Он вскинул палку (мать только сейчас ее заметила) и раз-другой так грохнул ею по столу, что мама аж подпрыгнула. У отца ее была точно такая же палка, которой он в бешенстве частенько лупил сыновей. В тот вечер, когда раскрылась мамина тайна, он замахнулся и на дочь, но жена, слава богу, его удержала.
– Вы ошибаетесь! – крикнула мама. – Это безумие!
– Выходи! – взревел мужик. – Или я сам тебя выволоку! Иди сюда!
– Уходите! – Мать вцепилась в его рукав, но мужик злобно ее отшвырнул, и она отлетела в сторону, врезавшись в кресло. Острая боль, точно юркая мышь, пробежала от ее шеи до копчика.
Мужик распахнул дверь в спальню, и глазам изумленной мамы предстали Шон и Смут: насмерть перепуганные, оба в чем мать родила, они сидели в кровати, прижавшись к ее изголовью.
– Тьфу! – Мужик гадливо отвернулся. – Иди сюда, паскудник!
– Папа… – Шон соскочил с кровати, и мать волей-неволей разглядела его наготу, пока он судорожно искал, чем прикрыться. – Папа, прошу тебя, давай сойдем вниз и…
Он вышел в гостиную, но договорить не успел, ибо отец схватил его за шкирку и что было силы ударил лицом о полку, на которой стояли всего три книги: Библия, «Улисс» и биография королевы Виктории. Что-то жутко хрустнуло, Шон издал странный нутряной стон, и на побелевшем лбу его возникла темная пульсирующая рана, из которой, чуть помешкав, хлынула алая кровь. Ноги его подломились, и он рухнул на пол, а отец подтащил его к порогу и принялся избивать ногами и палкой, каждый удар сопровождая грязной бранью.
– Отстань от него! – крикнула мать, бросаясь на помощь Шону.
В ту же секунду из спальни вылетел Джек, вооруженный клюшкой для хёрлинга
[5], на которой сияла красно-белая эмблема – корабль, проплывающий меж двух башен, – и огрел изувера по спине.

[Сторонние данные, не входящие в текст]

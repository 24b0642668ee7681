//! Main application configuration
//!
//! This module defines the primary configuration structures for oshi-ranker,
//! including environment variable loading, TOML files and validation.

use crate::config::rating::RatingConfig;
use anyhow::{anyhow, Context, Result};
use serde::{Deserialize, Serialize};
use std::env;
use std::path::{Path, PathBuf};

/// Main application configuration
#[derive(Debug, Clone, Default, PartialEq, Serialize, Deserialize)]
#[serde(default)]
pub struct AppConfig {
    pub service: ServiceSettings,
    pub storage: StorageSettings,
    pub rating: RatingConfig,
}

/// Service-level settings
#[derive(Debug, Clone, PartialEq, Serialize, Deserialize)]
#[serde(default)]
pub struct ServiceSettings {
    /// Service name for logging
    pub name: String,
    /// Log level (trace, debug, info, warn, error)
    pub log_level: String,
}

/// Where the roster slot lives
#[derive(Debug, Clone, Copy, PartialEq, Eq, Serialize, Deserialize)]
#[serde(rename_all = "lowercase")]
pub enum StorageBackend {
    /// Nothing survives the process
    Memory,
    /// One JSON file per slot under `data_dir`
    File,
}

impl std::str::FromStr for StorageBackend {
    type Err = anyhow::Error;

    fn from_str(s: &str) -> Result<Self> {
        match s.to_lowercase().as_str() {
            "memory" => Ok(StorageBackend::Memory),
            "file" => Ok(StorageBackend::File),
            other => Err(anyhow!("Unknown storage backend: {}", other)),
        }
    }
}

/// Persistence settings
#[derive(Debug, Clone, PartialEq, Serialize, Deserialize)]
#[serde(default)]
pub struct StorageSettings {
    pub backend: StorageBackend,
    /// Directory holding the slot files
    pub data_dir: PathBuf,
    /// Slot key the roster is stored under
    pub key: String,
}

impl Default for ServiceSettings {
    fn default() -> Self {
        Self {
            name: "oshi-ranker".to_string(),
            log_level: "warn".to_string(),
        }
    }
}

impl Default for StorageSettings {
    fn default() -> Self {
        Self {
            backend: StorageBackend::File,
            data_dir: PathBuf::from(".oshi-ranker"),
            key: "oshi-data".to_string(),
        }
    }
}

impl AppConfig {
    /// Load configuration from environment variables with fallback to defaults
    pub fn from_env() -> Result<Self> {
        let mut config = Self::default();

        // Service settings
        if let Ok(name) = env::var("OSHI_SERVICE_NAME") {
            config.service.name = name;
        }
        if let Ok(log_level) = env::var("OSHI_LOG_LEVEL") {
            config.service.log_level = log_level;
        }

        // Storage settings
        if let Ok(backend) = env::var("OSHI_STORAGE_BACKEND") {
            config.storage.backend = backend.parse()?;
        }
        if let Ok(dir) = env::var("OSHI_DATA_DIR") {
            config.storage.data_dir = PathBuf::from(dir);
        }
        if let Ok(key) = env::var("OSHI_STORAGE_KEY") {
            config.storage.key = key;
        }

        // Rating settings
        if let Ok(k) = env::var("OSHI_K_FACTOR") {
            config.rating.k_factor = k
                .parse()
                .map_err(|_| anyhow!("Invalid OSHI_K_FACTOR value: {}", k))?;
        }
        if let Ok(initial) = env::var("OSHI_INITIAL_RATING") {
            config.rating.initial_rating = initial
                .parse()
                .map_err(|_| anyhow!("Invalid OSHI_INITIAL_RATING value: {}", initial))?;
        }
        if let Ok(seed) = env::var("OSHI_PAIRING_SEED") {
            config.rating.pairing_seed = Some(
                seed.parse()
                    .map_err(|_| anyhow!("Invalid OSHI_PAIRING_SEED value: {}", seed))?,
            );
        }

        validate_config(&config)?;
        Ok(config)
    }

    /// Load configuration from a TOML file; missing sections take defaults
    pub fn from_file(path: &Path) -> Result<Self> {
        let raw = std::fs::read_to_string(path)
            .with_context(|| format!("Failed to read config file {}", path.display()))?;
        Self::from_toml_str(&raw)
            .with_context(|| format!("Invalid config file {}", path.display()))
    }

    /// Parse configuration from TOML text
    pub fn from_toml_str(raw: &str) -> Result<Self> {
        let config: AppConfig = toml::from_str(raw)?;
        validate_config(&config)?;
        Ok(config)
    }

    /// Full path of the roster slot for the file backend
    pub fn slot_path(&self) -> PathBuf {
        self.storage
            .data_dir
            .join(format!("{}.json", self.storage.key))
    }
}

/// Validate configuration values
pub fn validate_config(config: &AppConfig) -> Result<()> {
    // Validate log level
    match config.service.log_level.to_lowercase().as_str() {
        "trace" | "debug" | "info" | "warn" | "error" => {}
        _ => return Err(anyhow!("Invalid log level: {}", config.service.log_level)),
    }

    // Validate storage settings
    let key = &config.storage.key;
    if key.is_empty() {
        return Err(anyhow!("Storage key cannot be empty"));
    }
    if key.contains(['/', '\\']) || key == "." || key == ".." {
        return Err(anyhow!("Storage key must be a plain name: {}", key));
    }
    if config.storage.backend == StorageBackend::File
        && config.storage.data_dir.as_os_str().is_empty()
    {
        return Err(anyhow!("Data directory cannot be empty for the file backend"));
    }

    config.rating.validate()?;

    Ok(())
}

#[cfg(test)]
mod tests {
    use super::*;

    #[test]
    fn test_default_config_is_valid() {
        let config = AppConfig::default();
        assert!(validate_config(&config).is_ok());
        assert_eq!(config.storage.key, "oshi-data");
        assert_eq!(config.rating.k_factor, 32.0);
    }

    #[test]
    fn test_partial_toml_fills_defaults() {
        let config = AppConfig::from_toml_str(
            r#"
            [storage]
            backend = "memory"

            [rating]
            pairing_seed = 7
            "#,
        )
        .unwrap();

        assert_eq!(config.storage.backend, StorageBackend::Memory);
        assert_eq!(config.storage.key, "oshi-data");
        assert_eq!(config.rating.pairing_seed, Some(7));
        assert_eq!(config.rating.initial_rating, 1000.0);
        assert_eq!(config.service.log_level, "warn");
    }

    #[test]
    fn test_invalid_log_level_rejected() {
        let result = AppConfig::from_toml_str(
            r#"
            [service]
            log_level = "loud"
            "#,
        );
        assert!(result.is_err());
    }

    #[test]
    fn test_storage_key_must_be_plain_name() {
        let mut config = AppConfig::default();
        config.storage.key = "../escape".to_string();
        assert!(validate_config(&config).is_err());

        config.storage.key = String::new();
        assert!(validate_config(&config).is_err());
    }

    #[test]
    fn test_negative_k_factor_rejected() {
        let result = AppConfig::from_toml_str(
            r#"
            [rating]
            k_factor = -4.0
            "#,
        );
        assert!(result.is_err());
    }

    #[test]
    fn test_slot_path() {
        let mut config = AppConfig::default();
        config.storage.data_dir = PathBuf::from("/tmp/ranker");
        assert_eq!(config.slot_path(), PathBuf::from("/tmp/ranker/oshi-data.json"));
    }

    #[test]
    fn test_backend_from_str() {
        assert_eq!("FILE".parse::<StorageBackend>().unwrap(), StorageBackend::File);
        assert_eq!("memory".parse::<StorageBackend>().unwrap(), StorageBackend::Memory);
        assert!("redis".parse::<StorageBackend>().is_err());
    }
}
//! Elo rating system implementation
//!
//! This module provides a concrete implementation of the rating calculator
//! using the Elo algorithm from the skillratings crate. New ratings are
//! rounded to whole points, ties rounding up.

use crate::config::RatingConfig;
use crate::rating::calculator::RatingCalculator;
use crate::types::MatchOutcome;
use crate::utils::round_half_up;
use skillratings::elo::{elo, expected_score, EloConfig, EloRating};
use skillratings::Outcomes;
use tracing::debug;

impl From<MatchOutcome> for Outcomes {
    fn from(outcome: MatchOutcome) -> Self {
        match outcome {
            MatchOutcome::AWins => Outcomes::WIN,
            MatchOutcome::BWins => Outcomes::LOSS,
            MatchOutcome::Draw => Outcomes::DRAW,
        }
    }
}

/// Elo rating calculator implementation
#[derive(Debug, Clone)]
pub struct EloRatingCalculator {
    elo_config: EloConfig,
    initial_rating: f64,
}

impl EloRatingCalculator {
    /// Create a new Elo rating calculator
    pub fn new(config: &RatingConfig) -> crate::error::Result<Self> {
        config.validate()?;

        Ok(Self {
            elo_config: EloConfig {
                k: config.k_factor,
            },
            initial_rating: config.initial_rating,
        })
    }

    /// The K-factor in use
    pub fn k_factor(&self) -> f64 {
        self.elo_config.k
    }
}

impl Default for EloRatingCalculator {
    fn default() -> Self {
        let config = RatingConfig::default();
        Self {
            elo_config: EloConfig {
                k: config.k_factor,
            },
            initial_rating: config.initial_rating,
        }
    }
}

impl RatingCalculator for EloRatingCalculator {
    fn calculate(&self, rating_a: f64, rating_b: f64, outcome: MatchOutcome) -> (f64, f64) {
        let (new_a, new_b) = elo(
            &EloRating { rating: rating_a },
            &EloRating { rating: rating_b },
            &outcome.into(),
            &self.elo_config,
        );

        let rounded = (round_half_up(new_a.rating), round_half_up(new_b.rating));
        debug!(
            "Elo update ({}): {} vs {} -> {} vs {}",
            outcome, rating_a, rating_b, rounded.0, rounded.1
        );
        rounded
    }

    fn expected_score(&self, rating_a: f64, rating_b: f64) -> f64 {
        expected_score(
            &EloRating { rating: rating_a },
            &EloRating { rating: rating_b },
        )
        .0
    }

    fn initial_rating(&self) -> f64 {
        self.initial_rating
    }

    fn config(&self) -> serde_json::Value {
        serde_json::json!({
            "type": "elo",
            "k_factor": self.elo_config.k,
            "initial_rating": self.initial_rating,
            "rounding": "half_up"
        })
    }
}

Он был совершенно голый, и мать, несмотря на всю драматичность момента, поразилась, углядев его мохнатую грудь, столь не похожую на безволосые торсы Шона, моего отца и всех ее братьев, и длинный член с глянцевой головкой, болтавшийся между ног.
Здоровенному крестьянину удар клюшкой был что слону дробина, он только рыкнул и так врезал Джеку, что тот, кувыркнувшись через тахту, отлетел к порогу спальни, которая, как выяснилось, все это время служила пристанищем любовников. Мать кое-что слышала о таком. В школе над такими мальчишки вечно потешались. Чего ж удивляться, что Смут не желал ее соседства? Предполагалось, что они с Шоном совьют себе любовное гнездышко. А мать стала кукушкой в их гнезде.
– Джек! – завопила она, когда Педар Макинтайр (так звали мужика) ухватил сына за волосы и нанес ему чудовищный удар ногой в грудь, от которого звучно хрустнули ребра. – Шон! – вскрикнула мать и, увидев его неподвижный распахнутый взгляд, поняла, что он уже отошел в мир иной, но все равно бросилась ему на защиту, однако через секунду нарвалась на удар такой силы, что вылетела в открытую дверь и кубарем покатилась по лестнице, с каждой ступенькой, как ей казалось, приближаясь к собственной смерти.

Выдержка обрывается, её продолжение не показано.